Concurrent with the insecurity driving the need to prove oneself can be arrogance regarding the amount of knowledge/intelligence the helper possesses and defensiveness when challenged regarding facts and ideas. There is a need to always be right. The need to feel better than others is a narcissistic trait that tends to run rampant in hierarchical cultures. This includes the need to feel morally superior.
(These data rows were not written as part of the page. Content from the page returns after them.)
//! Testing utilities for the copyforge workspace
//!
//! Shared profile and insight fixtures plus proptest strategies.

#![allow(missing_docs)]

use copyforge_model::{BusinessProfile, CompetitiveInsight, Objective, Performer};
use proptest::prelude::*;

/// Complete profile that satisfies every artifact kind's gate
pub fn acme_profile() -> BusinessProfile {
    BusinessProfile::new()
        .with_name("Acme Analytics")
        .with_industry("SaaS")
        .with_business_model("B2B subscription")
        .with_target_audience("growing marketing teams")
        .with_product_or_service("an analytics dashboard")
        .with_unique_value("setup in under ten minutes")
        .with_tone("friendly")
        .with_budget(25_000)
        .with_timeline("the next quarter")
        .with_objective(Objective::LeadGeneration)
}

pub fn empty_profile() -> BusinessProfile {
    BusinessProfile::new()
}

/// Profile with only a name; passes no gate beyond the first field
pub fn name_only_profile() -> BusinessProfile {
    BusinessProfile::new().with_name("Acme Analytics")
}

/// Insight with every field populated
pub fn rival_insight() -> CompetitiveInsight {
    CompetitiveInsight::new()
        .with_top_performer(Performer::named("Rival"))
        .with_common_emotion("Urgency")
        .with_market_gap("slow onboarding")
        .with_avg_conversion_rate(2.4)
}

/// Insight carrying market gaps only
pub fn gap_only_insight() -> CompetitiveInsight {
    CompetitiveInsight::new().with_market_gap("slow onboarding")
}

pub fn empty_insight() -> CompetitiveInsight {
    CompetitiveInsight::default()
}

fn optional_text() -> impl Strategy<Value = String> {
    prop_oneof![
        Just(String::new()),
        Just("   ".to_string()),
        "[A-Za-z][A-Za-z ]{0,20}",
    ]
}

fn objective() -> impl Strategy<Value = Objective> {
    prop_oneof![
        Just(Objective::LeadGeneration),
        Just(Objective::BrandAwareness),
        Just(Objective::Sales),
        Just(Objective::CustomerRetention),
        Just(Objective::Engagement),
        "[a-z]{3,12}".prop_map(Objective::Custom),
    ]
}

prop_compose! {
    /// Profiles with any mix of blank, whitespace and populated fields
    pub fn arb_profile()(
        name in optional_text(),
        industry in optional_text(),
        business_model in optional_text(),
        target_audience in optional_text(),
        product_or_service in optional_text(),
        unique_value in optional_text(),
        tone in optional_text(),
        budget in prop_oneof![Just(0u64), 1u64..1_000_000],
        timeline in optional_text(),
        objectives in proptest::collection::btree_set(objective(), 0..3),
    ) -> BusinessProfile {
        BusinessProfile {
            name,
            industry,
            business_model,
            target_audience,
            product_or_service,
            unique_value,
            tone,
            budget,
            timeline,
            objectives,
        }
    }
}

prop_compose! {
    /// Insights with each field independently present or absent
    pub fn arb_insight()(
        performers in proptest::collection::vec("[A-Z][a-z]{2,10}", 0..3),
        emotions in proptest::collection::vec(optional_text(), 0..3),
        gaps in proptest::collection::vec(optional_text(), 0..3),
        rate in proptest::option::of(0.0f64..20.0),
    ) -> CompetitiveInsight {
        let mut insight = CompetitiveInsight::new();
        for name in performers {
            insight = insight.with_top_performer(Performer::named(name));
        }
        insight.common_emotions = emotions;
        insight.market_gaps = gaps;
        if let Some(rate) = rate {
            insight = insight.with_avg_conversion_rate(rate);
        }
        insight
    }
}

/// Optional insight, absent about a quarter of the time
pub fn arb_optional_insight() -> impl Strategy<Value = Option<CompetitiveInsight>> {
    proptest::option::weighted(0.75, arb_insight())
}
Set boundaries, as suggested below.

Some innocuous replies are:
"Thanks, but I am just not in the mood for fixing anything right now."
"I'm sure you mean well, but listening would be more helpful right now."
"Is that what you are working on right now?" (said inquisitively can effectively turn the tables.)
"I am truly glad that the program/therapy/religion is working for you." (Works when the "therapy speak" is thinly veiled criticism.)
"Thank you for thinking of me. I have my own program/strategy/spirituality that works for me."
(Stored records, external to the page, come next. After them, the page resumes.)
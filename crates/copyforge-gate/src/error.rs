//! Gate errors

use copyforge_model::ProfileField;

use crate::machine::GateState;

/// Rejected gate transitions
#[derive(Debug, Clone, PartialEq, Eq, thiserror::Error)]
pub enum GateError {
    /// Current step's required fields are not all filled
    #[error("step {step} ({title}) is incomplete, missing: {}", field_list(.missing))]
    IncompleteProfile {
        /// 1-based step number
        step: usize,
        /// Step title
        title: &'static str,
        /// Blank required fields, in step order
        missing: Vec<ProfileField>,
    },

    /// `retreat` from the first step
    #[error("already at the first step")]
    AtFirstStep,

    /// `advance` from `Ready`
    #[error("profile is already ready")]
    AlreadyReady,

    /// `ready` requested before the last step passed
    #[error("profile is not ready (at {state})")]
    NotReady {
        /// State at the time of the request
        state: GateState,
    },
}

impl GateError {
    /// Missing fields, if this is an incomplete-profile rejection
    #[must_use]
    pub fn missing_fields(&self) -> &[ProfileField] {
        match self {
            Self::IncompleteProfile { missing, .. } => missing,
            _ => &[],
        }
    }
}

fn field_list(fields: &[ProfileField]) -> String {
    fields
        .iter()
        .map(|f| f.key())
        .collect::<Vec<_>>()
        .join(", ")
}
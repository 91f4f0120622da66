//! Generation requests and progress events

use copyforge_gate::ReadyProfile;
use copyforge_model::{AdPlatform, ArtifactKind, CompetitiveInsight};
use serde::{Deserialize, Serialize};

use crate::email::max_start_day;

/// What to generate
#[derive(Debug, Clone, PartialEq, Eq, Serialize, Deserialize)]
#[serde(default, rename_all = "camelCase")]
pub struct GenerationRequest {
    /// Artifact kind
    pub kind: ArtifactKind,
    /// Ad placement (ads only)
    pub platform: AdPlatform,
    /// Restrict to one archetype id; websites default to the first archetype
    pub archetype: Option<String>,
    /// Also build the static site bundle (websites only)
    pub full_site: bool,
    /// Day of the first email (emails only, 1-based)
    pub start_day: u16,
}

impl Default for GenerationRequest {
    fn default() -> Self {
        Self {
            kind: ArtifactKind::Ad,
            platform: AdPlatform::default(),
            archetype: None,
            full_site: false,
            start_day: 1,
        }
    }
}

impl GenerationRequest {
    /// Request every archetype of `kind`
    #[must_use]
    pub fn new(kind: ArtifactKind) -> Self {
        Self {
            kind,
            ..Self::default()
        }
    }

    /// With ad platform
    #[inline]
    #[must_use]
    pub fn with_platform(mut self, platform: AdPlatform) -> Self {
        self.platform = platform;
        self
    }

    /// With a single archetype
    #[inline]
    #[must_use]
    pub fn with_archetype(mut self, id: impl Into<String>) -> Self {
        self.archetype = Some(id.into());
        self
    }

    /// With the static site bundle
    #[inline]
    #[must_use]
    pub fn with_full_site(mut self, full_site: bool) -> Self {
        self.full_site = full_site;
        self
    }

    /// With first email day, clamped to `1..=max_start_day()`
    #[inline]
    #[must_use]
    pub fn with_start_day(mut self, day: u16) -> Self {
        self.start_day = day.clamp(1, max_start_day());
        self
    }
}

/// Reported after each archetype is assembled
#[derive(Debug, Clone, PartialEq, Eq, Serialize)]
#[serde(rename_all = "camelCase")]
pub struct Progress {
    /// Kind being generated
    pub kind: ArtifactKind,
    /// Archetypes finished so far
    pub completed: usize,
    /// Archetypes in this request
    pub total: usize,
    /// Id of the archetype just finished
    pub archetype: &'static str,
}

/// One independent unit of batch work
#[derive(Debug, Clone)]
pub struct BatchJob {
    /// What to generate
    pub request: GenerationRequest,
    /// Profile that passed the gate
    pub ready: ReadyProfile,
    /// Insight snapshot
    pub insight: Option<CompetitiveInsight>,
}

impl BatchJob {
    /// Job without insight
    #[must_use]
    pub fn new(request: GenerationRequest, ready: ReadyProfile) -> Self {
        Self {
            request,
            ready,
            insight: None,
        }
    }

    /// With insight snapshot
    #[must_use]
    pub fn with_insight(mut self, insight: CompetitiveInsight) -> Self {
        self.insight = Some(insight);
        self
    }
}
Sometimes it's hard to tell whether someone is being clumsy or hurtful, but the above comments cover both bases.

EDITED TO ADD: I got a bunch of calls & emails from people thinking I was writing about them specifically. I wasn't. It's just something that a lot of people do, myself included, part of human nature I guess, and hard to be on the receiving end of it as well.

4 comments:

Aimee said...

LMAO....Hmm....This definitely portrays (to a T!!) some board members (need I not mention names) from the b*tch board we used to post on. :o) It's quite unfortunate that some members still contiune to post there and get slammed & bashed repetitively. Definitely a sad state of affairs going on there....

GREAT ARTICLE!!! :-)

tripntwinmom said...

Wow, there are SEVERAL people on the net who should read this and FOLLOW IT! Unfortunately, the ones who NEED it are too dense to even realize that it IS meant for them, or could care LESS!!!
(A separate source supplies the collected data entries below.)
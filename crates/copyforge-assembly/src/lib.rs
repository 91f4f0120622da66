//! Copyforge Assembly
//!
//! Turns a ready profile and an optional insight snapshot into finished,
//! kind-specific marketing content.
//!
//! # Core Concepts
//!
//! - [`Engine`]: routes a [`GenerationRequest`] to the assembler for its kind
//! - [`Assembler`]: one per artifact kind, producing typed records and
//!   [`ContentArtifact`](copyforge_model::ContentArtifact)s
//! - [`SiteBuilder`]: static HTML/CSS/JS bundle for full-site requests
//! - [`export`]: JSON, Markdown and HTML renderings with download file names
//!
//! # Example
//!
//! ```rust
//! use copyforge_assembly::{Engine, GeneratedContent, GenerationRequest};
//! use copyforge_gate::ReadyProfile;
//! use copyforge_model::{ArtifactKind, BusinessProfile, Objective};
//!
//! let profile = BusinessProfile::new()
//!     .with_name("Acme")
//!     .with_industry("SaaS")
//!     .with_target_audience("founders")
//!     .with_unique_value("24h support")
//!     .with_objective(Objective::LeadGeneration);
//! let ready = ReadyProfile::check(ArtifactKind::Ad, profile).unwrap();
//!
//! let engine = Engine::seeded(7);
//! let generation = engine
//!     .generate(&GenerationRequest::new(ArtifactKind::Ad), &ready, None)
//!     .unwrap();
//! let GeneratedContent::Ads { ads } = &generation.content else {
//!     unreachable!()
//! };
//! assert_eq!(ads.len(), 5);
//! assert!(!generation.used_insight());
//! ```

#![warn(unreachable_pub)]
#![warn(missing_docs)]

mod ad;
mod assembler;
mod context;
mod email;
mod engine;
mod error;
pub mod export;
mod records;
mod request;
mod sales;
mod site;
mod social;
mod website;

pub use ad::{AdAssembler, AdRecord};
pub use assembler::{Assembler, Assembly};
pub use context::{AssemblyContext, RenderedSlots};
pub use email::{max_start_day, EmailAssembler, EmailRecord};
pub use engine::Engine;
pub use error::{EngineError, ExportError};
pub use export::ExportFormat;
pub use records::{GeneratedContent, Generation};
pub use request::{BatchJob, GenerationRequest, Progress};
pub use sales::{SalesAssembler, SalesScript, SalesScriptSet};
pub use site::{escape_html, insertion_point, SiteBuilder, SiteDocument, Theme};
pub use social::{camel_case_tag, hashtags, SocialAssembler, SocialPost};
pub use website::{WebsiteAssembler, WebsiteSection};

/// Version of this crate
pub const VERSION: &str = env!("CARGO_PKG_VERSION");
GREAT article. Well written and fine points mentioned!

Clara said...

Tee hee :)

nate said...

I don't think that necessarily points to internet communications. What it's REALLY referring to is passive-aggressive communicators, people who cover what they REALLY want to say with barbed remarks, sarcasam, bad jokes, "I was ONLY kidding," fake advice, when they clearly were NOT subconsciously trying to really do that.

All of that smacks of passive-aggressive behavior, a learned form of communication where honest conversations about feelings were not allowed while the passive-aggressive was growing up.

It's a hurtful, passive, defence mechanism used to disguise real communication.

I like this part:
"There is a need to always be right. The need to feel better than others is a narcissistic trait that tends to run rampant in hierarchical cultures. This includes the need to feel morally superior." I can think of TWO people that applies to, Scott Beals and L.